The information security incident management process according to the ISO/IEC 27035-1
ISO/IEC 27035-1:2016 is indeed the basis of this particular composite International standard on the information security incident management, where you can find essential concepts and the stages on handling this matter.
This ISO/IEC standard combines these concepts with principles giving us a guideline for a clearly defined approch to detecting, reporting, assesing and responding to incident and finally applying the lessons learned.
It is interesting to note that the principles suggested with ISO/IEC 27035-1:2016 can be applied to every organization, regardless its industry, size and nature. The organizations can manage the adjustement of the standard guidance according to their particular context and especially to their information security risk circumstances. This standard can be applied also to the organizations that provide external information security incident management services.
A closer look to the ISO/IEC 27035-1 standard on information security incident management
If you consider the ISO/IEC 27035-1:2016 approach on handling information security incident, you can notice that it includes the following steps:
✅ Detect & report
✅ Evaluate & decide
✅ Respond
✅ Lesson learned
On suggesting the handling management process, this standard recalls moreover these ISO/IEC standards:
✅ ISO 27035-2, standard that provides guidelines for incident response planning and preparedness.

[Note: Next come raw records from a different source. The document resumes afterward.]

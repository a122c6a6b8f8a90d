// SPDX-License-Identifier: BUSL-1.1
// Copyright (c) 2026 Alfred Jean LLC

//! Error types for strategy execution and orchestration

use strata_backend::BackendError;
use strata_core::Version;
use strata_declaration::DeclarationError;
use thiserror::Error;

/// A strategy execution failure, by operation kind.
///
/// Messages keep the underlying admin failure verbatim so a run report
/// tells the operator what the cluster actually said.
#[derive(Debug, Error)]
pub enum ExecuteError {
    #[error("create failed for topic '{topic}': {message}")]
    Create { topic: String, message: String },
    #[error("patch failed for topic '{topic}': {message}")]
    Patch { topic: String, message: String },
    #[error("remove failed for topic '{topic}': {message}")]
    Remove { topic: String, message: String },
}

impl ExecuteError {
    pub fn topic(&self) -> &str {
        match self {
            ExecuteError::Create { topic, .. }
            | ExecuteError::Patch { topic, .. }
            | ExecuteError::Remove { topic, .. } => topic,
        }
    }
}

/// Errors from a migration run
#[derive(Debug, Error)]
pub enum MigrateError {
    #[error(transparent)]
    Declaration(#[from] DeclarationError),
    #[error(transparent)]
    Backend(#[from] BackendError),
    #[error("migration {version} ({file}) failed: {source}")]
    Execute {
        file: String,
        version: Version,
        #[source]
        source: ExecuteError,
    },
    #[error("migration {version} ({file}) applied but could not be committed: {source}")]
    Commit {
        file: String,
        version: Version,
        #[source]
        source: BackendError,
    },
}
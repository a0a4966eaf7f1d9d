use rust_decimal::Decimal;

use crate::{
    dto::stock_history::NewStockHistory, entities::StockChangeReason, errors::ServiceError,
};

pub struct StockHistoryValidator;

impl StockHistoryValidator {
    pub fn validate(dto: &NewStockHistory) -> Result<(), ServiceError> {
        if dto.item_id.trim().is_empty() {
            return Err(invalid("Item ID cannot be null or empty"));
        }
        let price_change = dto.reason == StockChangeReason::PriceChange;
        if dto.change == 0 && !price_change {
            return Err(invalid("Change amount must be non-zero"));
        }
        if dto.created_by.trim().is_empty() {
            return Err(invalid("CreatedBy is required"));
        }
        if price_change && dto.price_at_change.is_some_and(|p| p < Decimal::ZERO) {
            return Err(invalid("Price at change must be non-negative"));
        }
        Ok(())
    }
}

fn invalid(message: &str) -> ServiceError {
    ServiceError::InvalidArgument(message.to_string())
}
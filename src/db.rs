use crate::config::AppConfig;
use futures::future::BoxFuture;
use metrics::{counter, gauge, histogram};
use sea_orm::{
    ConnectOptions, Database, DatabaseConnection, DatabaseTransaction, DbErr, TransactionError,
    TransactionTrait,
};
use sea_orm_migration::MigratorTrait;
use std::sync::Arc;
use std::time::Duration;
use tracing::{debug, error, info, warn};
use uuid::Uuid;

/// Type alias for a database connection pool
pub type DbPool = DatabaseConnection;

/// Configuration for database connection
#[derive(Debug, Clone)]
pub struct DbConfig {
    /// Database connection URL
    pub url: String,
    /// Maximum number of connections
    pub max_connections: u32,
    /// Minimum number of connections
    pub min_connections: u32,
    /// Connection timeout duration
    pub connect_timeout: Duration,
    /// Idle timeout duration
    pub idle_timeout: Duration,
    /// Acquire connection timeout
    pub acquire_timeout: Duration,
}

impl Default for DbConfig {
    fn default() -> Self {
        Self {
            url: String::new(),
            max_connections: 10,
            min_connections: 1,
            connect_timeout: Duration::from_secs(30),
            idle_timeout: Duration::from_secs(600),
            acquire_timeout: Duration::from_secs(8),
        }
    }
}

impl From<&AppConfig> for DbConfig {
    fn from(cfg: &AppConfig) -> Self {
        Self {
            url: cfg.database_url.clone(),
            max_connections: cfg.db_max_connections,
            min_connections: cfg.db_min_connections,
            connect_timeout: Duration::from_secs(cfg.db_connect_timeout_secs),
            idle_timeout: Duration::from_secs(cfg.db_idle_timeout_secs),
            acquire_timeout: Duration::from_secs(cfg.db_acquire_timeout_secs),
        }
    }
}

/// Establishes a connection pool to the database with custom configuration
///
/// # Errors
/// Returns the driver error if the pool cannot be opened
pub async fn establish_connection_with_config(config: &DbConfig) -> Result<DbPool, DbErr> {
    debug!(
        max_connections = config.max_connections,
        "configuring database connection"
    );

    let mut opt = ConnectOptions::new(config.url.clone());
    opt.max_connections(config.max_connections)
        .min_connections(config.min_connections)
        .connect_timeout(config.connect_timeout)
        .acquire_timeout(config.acquire_timeout)
        .idle_timeout(config.idle_timeout)
        .sqlx_logging(false);

    gauge!("inventory_db.max_connections", config.max_connections as f64);

    let db_pool = Database::connect(opt).await?;
    info!("Database connection pool established");
    Ok(db_pool)
}

/// Establish DB pool using AppConfig tuning
pub async fn establish_connection_from_app_config(cfg: &AppConfig) -> Result<DbPool, DbErr> {
    let db_cfg: DbConfig = cfg.into();
    establish_connection_with_config(&db_cfg).await
}

/// Database access wrapper that counts and times every transaction
#[derive(Debug, Clone)]
pub struct DatabaseAccess {
    pool: Arc<DbPool>,
}

impl DatabaseAccess {
    pub fn new(pool: Arc<DbPool>) -> Self {
        Self { pool }
    }

    pub fn get_pool(&self) -> &DbPool {
        &self.pool
    }

    /// Runs `f` inside a single transaction. Any `Err` rolls the whole unit back.
    pub async fn transaction<F, T, E>(&self, f: F) -> Result<T, E>
    where
        F: for<'a> FnOnce(&'a DatabaseTransaction) -> BoxFuture<'a, Result<T, E>> + Send,
        T: Send + 'static,
        E: From<DbErr> + Send + 'static + std::error::Error,
    {
        let db = &*self.pool;
        let transaction_id = Uuid::new_v4();
        let start = std::time::Instant::now();

        debug!(transaction_id = %transaction_id, "Starting database transaction");
        counter!("inventory_db.transaction.started", 1);

        let result = db
            .transaction(move |txn| {
                let future = f(txn);
                Box::pin(async move {
                    let result = future.await;
                    debug!(transaction_id = %transaction_id, "Transaction completed");
                    result
                })
            })
            .await;

        let elapsed = start.elapsed();
        histogram!("inventory_db.transaction.duration", elapsed);

        match &result {
            Ok(_) => {
                counter!("inventory_db.transaction.committed", 1);
                debug!(transaction_id = %transaction_id, "Transaction committed in {:?}", elapsed);
            }
            Err(_) => {
                counter!("inventory_db.transaction.rolled_back", 1);
                warn!(transaction_id = %transaction_id, "Transaction rolled back after {:?}", elapsed);
            }
        }

        result.map_err(|e| match e {
            TransactionError::Connection(e) => E::from(e),
            TransactionError::Transaction(e) => e,
        })
    }
}

/// Runs the embedded migrations
pub async fn run_migrations(pool: &DbPool) -> Result<(), DbErr> {
    info!("Running database migrations");
    let start = std::time::Instant::now();

    let result = crate::migrator::Migrator::up(pool, None).await;

    let elapsed = start.elapsed();
    match &result {
        Ok(_) => info!("Database migrations completed in {:?}", elapsed),
        Err(e) => error!("Database migrations failed after {:?}: {}", elapsed, e),
    }

    result
}

/// Checks if the database connection is active
pub async fn check_connection(pool: &DbPool) -> Result<(), DbErr> {
    let start = std::time::Instant::now();
    let result = pool.ping().await;

    let elapsed = start.elapsed();
    match &result {
        Ok(_) => {
            debug!("Database connection check successful in {:?}", elapsed);
            gauge!("inventory_db.connection_latency", elapsed.as_millis() as f64);
        }
        Err(e) => {
            error!("Database connection check failed after {:?}: {}", elapsed, e);
            counter!("inventory_db.connection_failures", 1);
        }
    }

    result
}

✅ ISO 27035-3, standard that provides guidelines for ICT incident response (detect and report, evaluate and decide, respond).
The incident management and the relation with the management systems standards
The «concept» of incident management it is indeed related to the following management systems:
✅ Information Security Management Systems (standard ISO 27001, Control 5.24, 5.25, 5.26, 5.27, 5.28)
✅ Business Continuity Management Systems (ISO 22301 standard, Clause 8.4)
The incident management and the correlations with data breach requirements
If you think about information security incident management, you can of course immediately put it in direct correlation with the data breaches requirements set by the law on data protection as the European General Data Protection Regulation or the Swiss Federal Act on Data Protection.